C'est pourquoi l'Autorité considère que les prestations de raccordement des sites d'interconnexion et d'accès au niveau des centres de transit sont également des offres associées aux prestations d'interconnexion au niveau des commutateurs d'abonnés.
De manière générale, l'Autorité considère que toute offre de sécurisation du trafic pour une prestation d'acheminement de trafic est une prestation associée à cette dernière.
Conformément aux objectifs imposés par l'article L. 32-1 II du CPCE, et en particulier les 2°, 3° et 4°, et en l'absence de mesures moins contraignantes qui permettraient d'atteindre le même but, l'Autorité considère comme proportionné qu'Orange propose au titre de l'article D. 310 (1° et 3°) du CPCE, une offre de raccordement des équipements des autres opérateurs, adaptée à chaque type de site, comprenant a minima les trois modalités précitées.
IV.2.6. Obligation de non-discrimination
L'article L. 38, (I, 2°) du CPCE prévoit la possibilité d'imposer aux opérateurs disposant d'une influence significative sur un marché une obligation de non-discrimination.
Comme indiqué précédemment, l'article D. 309 du CPCE précise que l'obligation de non-discrimination fait notamment en sorte que « les opérateurs appliquent des conditions équivalentes dans des circonstances équivalentes aux autres opérateurs fournissant des services équivalents et qu'ils fournissent aux autres des services et informations dans les mêmes conditions et avec la même qualité que ceux qu'ils assurent pour leurs propres services ou pour ceux de leurs filiales ou partenaires ».

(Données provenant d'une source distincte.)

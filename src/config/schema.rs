//! Configuration schema definitions.
//!
//! This module defines the complete settings structure for the framework.
//! All types derive Serde traits for deserialization from config files.

use serde::{Deserialize, Serialize};

/// Root settings.
#[derive(Debug, Clone, Deserialize, Serialize, Default)]
#[serde(default)]
pub struct Settings {
    /// Debug mode: 404 responses list every registered pattern.
    pub debug: bool,

    /// Listener configuration (bind address, limits).
    pub listener: ListenerConfig,

    /// Prefix and trailing slash applied to every route.
    pub routing: RoutingConfig,

    /// Authorization header handling.
    pub auth: AuthConfig,

    /// List endpoint pagination.
    pub pagination: PaginationConfig,

    /// Translation catalogue location.
    pub i18n: I18nConfig,

    /// Observability settings.
    pub observability: ObservabilityConfig,
}

/// Listener configuration.
#[derive(Debug, Clone, Deserialize, Serialize)]
#[serde(default)]
pub struct ListenerConfig {
    /// Bind address (e.g., "0.0.0.0:8000").
    pub bind_address: String,

    /// Request timeout in seconds.
    pub request_timeout_secs: u64,

    /// Maximum accepted request body size in bytes.
    pub max_body_bytes: usize,
}

impl Default for ListenerConfig {
    fn default() -> Self {
        Self {
            bind_address: "127.0.0.1:8000".to_string(),
            request_timeout_secs: 30,
            max_body_bytes: 2 * 1024 * 1024, // 2MB
        }
    }
}

/// Route finalization settings.
#[derive(Debug, Clone, Deserialize, Serialize)]
#[serde(default)]
pub struct RoutingConfig {
    /// Prefix joined in front of every pattern.
    pub api_prefix: String,

    /// Append a trailing slash to every pattern.
    pub trailing_slash: bool,
}

impl Default for RoutingConfig {
    fn default() -> Self {
        Self {
            api_prefix: "/".to_string(),
            trailing_slash: false,
        }
    }
}

/// Authorization header settings.
#[derive(Debug, Clone, Deserialize, Serialize)]
#[serde(default)]
pub struct AuthConfig {
    /// Scheme expected in front of the token (e.g., "Bearer").
    pub header_prefix: String,

    /// HMAC secret for signing tokens. Empty disables token verification.
    pub secret_key: String,

    /// Signing algorithm: HS256, HS384 or HS512.
    pub jwt_algorithm: String,

    /// Lifetime of issued tokens, in seconds.
    pub jwt_expiration_secs: u64,

    /// Clock skew tolerated when checking `exp`, in seconds.
    pub jwt_leeway_secs: u64,
}

impl Default for AuthConfig {
    fn default() -> Self {
        Self {
            header_prefix: "Bearer".to_string(),
            secret_key: String::new(),
            jwt_algorithm: "HS256".to_string(),
            jwt_expiration_secs: 7 * 24 * 3600,
            jwt_leeway_secs: 0,
        }
    }
}

/// Pagination settings.
#[derive(Debug, Clone, Deserialize, Serialize)]
#[serde(default)]
pub struct PaginationConfig {
    /// Default and maximum page size.
    pub page_size: i64,
}

impl Default for PaginationConfig {
    fn default() -> Self {
        Self { page_size: 100 }
    }
}

/// Translation settings.
#[derive(Debug, Clone, Deserialize, Serialize)]
#[serde(default)]
pub struct I18nConfig {
    /// Directory holding `<locale>.json` catalogues.
    pub locales_path: Option<String>,

    /// Locale used when nothing closer is available.
    pub default_locale: String,
}

impl Default for I18nConfig {
    fn default() -> Self {
        Self {
            locales_path: None,
            default_locale: "en".to_string(),
        }
    }
}

/// Observability configuration.
#[derive(Debug, Clone, Deserialize, Serialize)]
#[serde(default)]
pub struct ObservabilityConfig {
    /// Log level (trace, debug, info, warn, error).
    pub log_level: String,

    /// Emit JSON log lines instead of human readable ones.
    pub json: bool,

    /// Enable metrics endpoint.
    pub metrics_enabled: bool,

    /// Metrics endpoint bind address.
    pub metrics_address: String,
}

impl Default for ObservabilityConfig {
    fn default() -> Self {
        Self {
            log_level: "info".to_string(),
            json: false,
            metrics_enabled: false,
            metrics_address: "127.0.0.1:9090".to_string(),
        }
    }
}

Orange, opérateur intégré verticalement, intervient sur l'ensemble des marchés de gros d'acheminement de trafic et sur l'ensemble des marchés de détail sous-jacents. Il exerce en outre une influence significative sur une partie de ces marchés de gros et de détail. Il est par conséquent nécessaire de garantir qu'Orange n'avantagera pas ses propres services de détail par les moyens qu'il leur fournit. Il est de même nécessaire qu'Orange n'avantage pas certains opérateurs - en particulier ses filiales ou ses partenaires - en leur proposant des offres de gros dans des conditions privilégiées, dans le but d'exclure ses concurrents les plus directs des marchés de détail et de gros sous-jacents.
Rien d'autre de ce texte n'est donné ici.